» **What is needed**
Output all the entries below. Each must match exactly.

Given information START

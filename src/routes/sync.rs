//! Sync endpoint: one path, dispatched by method. Anything other than GET, POST or OPTIONS gets 405.
//! HEAD is listed explicitly since axum would otherwise answer it with the GET handler.

use crate::handlers::{handle_preflight, handle_read, handle_write, method_not_allowed};
use crate::state::AppState;
use axum::{routing::get, Router};

pub fn sync_routes(state: AppState) -> Router {
    Router::new()
        .route(
            "/",
            get(handle_read)
                .post(handle_write)
                .options(handle_preflight)
                .head(method_not_allowed)
                .fallback(method_not_allowed),
        )
        .with_state(state)
}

Given information END

» **Result of the exercise**
filename src/routes/sync.rs
//! Sync endpoint: one path, dispatched by method. Anything other than GET, POST or OPTIONS gets 405.
//! HEAD is listed explicitly since axum would otherwise answer it with the GET handler.

use crate::handlers::{handle_preflight, handle_read, handle_write, method_not_allowed};
use crate::state::AppState;
use axum::{routing::get, Router};

pub fn sync_routes(state: AppState) -> Router {
    Router::new()
        .route(
            "/",
            get(handle_read)
                .post(handle_write)
                .options(handle_preflight)
                .head(method_not_allowed)
                .fallback(method_not_allowed),
        )
        .with_state(state)
}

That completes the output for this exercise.